▶ Instructions for the task: Go through the data from its first line and retype each line, stopping once the line containing "for computed delays." has been retyped.
── Study material
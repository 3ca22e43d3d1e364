//! Retry with capped exponential backoff.

use std::future::Future;
use std::time::Duration;

use serde::{Deserialize, Serialize};

use crate::error::StrandError;

/// Retry policy configuration.
#[derive(Debug, Clone, Copy, PartialEq, Eq, Serialize, Deserialize)]
#[serde(default)]
pub struct RetryPolicy {
    /// Maximum number of retries after the first attempt.
    pub max_retries: u32,
    /// Delay before the first retry.
    pub base_delay_ms: u64,
    /// Upper bound for computed delays.
    pub max_delay_ms: u64,
}

impl Default for RetryPolicy {
    fn default() -> Self {
        Self {
            max_retries: 3,
            base_delay_ms: 2_000,
            max_delay_ms: 60_000,
        }
    }
}

impl RetryPolicy {
    /// Computed backoff for the given 1-based retry attempt.
    pub fn backoff_delay(&self, attempt: u32) -> Duration {
        let exponent = attempt.saturating_sub(1).min(31);
        let delay = self
            .base_delay_ms
            .saturating_mul(1u64 << exponent)
            .min(self.max_delay_ms);
        Duration::from_millis(delay)
    }

    /// Delay for a retry, preferring a server-provided hint over the computed backoff.
    pub fn delay_for(&self, attempt: u32, hint_ms: Option<u64>) -> Duration {
        match hint_ms {
            Some(hint) if hint > 0 => Duration::from_millis(hint),
            _ => self.backoff_delay(attempt),
        }
    }

    /// Execute an async operation, retrying errors classified as retryable.
    pub async fn execute<F, Fut, T>(&self, mut operation: F) -> Result<T, StrandError>
    where
        F: FnMut() -> Fut,
        Fut: Future<Output = Result<T, StrandError>>,
    {
        let mut attempt = 0u32;
        loop {
            match operation().await {
                Ok(value) => return Ok(value),
                Err(e) => {
                    if !e.is_retryable() || attempt >= self.max_retries {
                        return Err(e);
                    }
                    attempt += 1;
                    let delay = self.delay_for(attempt, e.retry_after_ms());

                    tracing::warn!(
                        attempt,
                        max_retries = self.max_retries,
                        delay_ms = delay.as_millis() as u64,
                        error = %e,
                        "Retrying after error"
                    );

                    tokio::time::sleep(delay).await;
                }
            }
        }
    }
}

#[cfg(test)]
mod tests {
    use super::*;

    #[test]
    fn backoff_doubles_until_capped() {
        let policy = RetryPolicy {
            max_retries: 10,
            base_delay_ms: 100,
            max_delay_ms: 500,
        };
        assert_eq!(policy.backoff_delay(1), Duration::from_millis(100));
        assert_eq!(policy.backoff_delay(2), Duration::from_millis(200));
        assert_eq!(policy.backoff_delay(3), Duration::from_millis(400));
        assert_eq!(policy.backoff_delay(4), Duration::from_millis(500));
        assert_eq!(policy.backoff_delay(40), Duration::from_millis(500));
    }

    #[test]
    fn server_hint_overrides_computed_backoff() {
        let policy = RetryPolicy::default();
        assert_eq!(
            policy.delay_for(1, Some(9_000)),
            Duration::from_millis(9_000)
        );
        assert_eq!(policy.delay_for(1, Some(0)), policy.backoff_delay(1));
        assert_eq!(policy.delay_for(2, None), policy.backoff_delay(2));
    }
}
────
▶ Solution to this exercise:
repository 3ca22e43d3d1e364
//! Retry with capped exponential backoff.

use std::future::Future;
use std::time::Duration;

use serde::{Deserialize, Serialize};

use crate::error::StrandError;

/// Retry policy configuration.
#[derive(Debug, Clone, Copy, PartialEq, Eq, Serialize, Deserialize)]
#[serde(default)]
pub struct RetryPolicy {
    /// Maximum number of retries after the first attempt.
    pub max_retries: u32,
    /// Delay before the first retry.
    pub base_delay_ms: u64,
    /// Upper bound for computed delays.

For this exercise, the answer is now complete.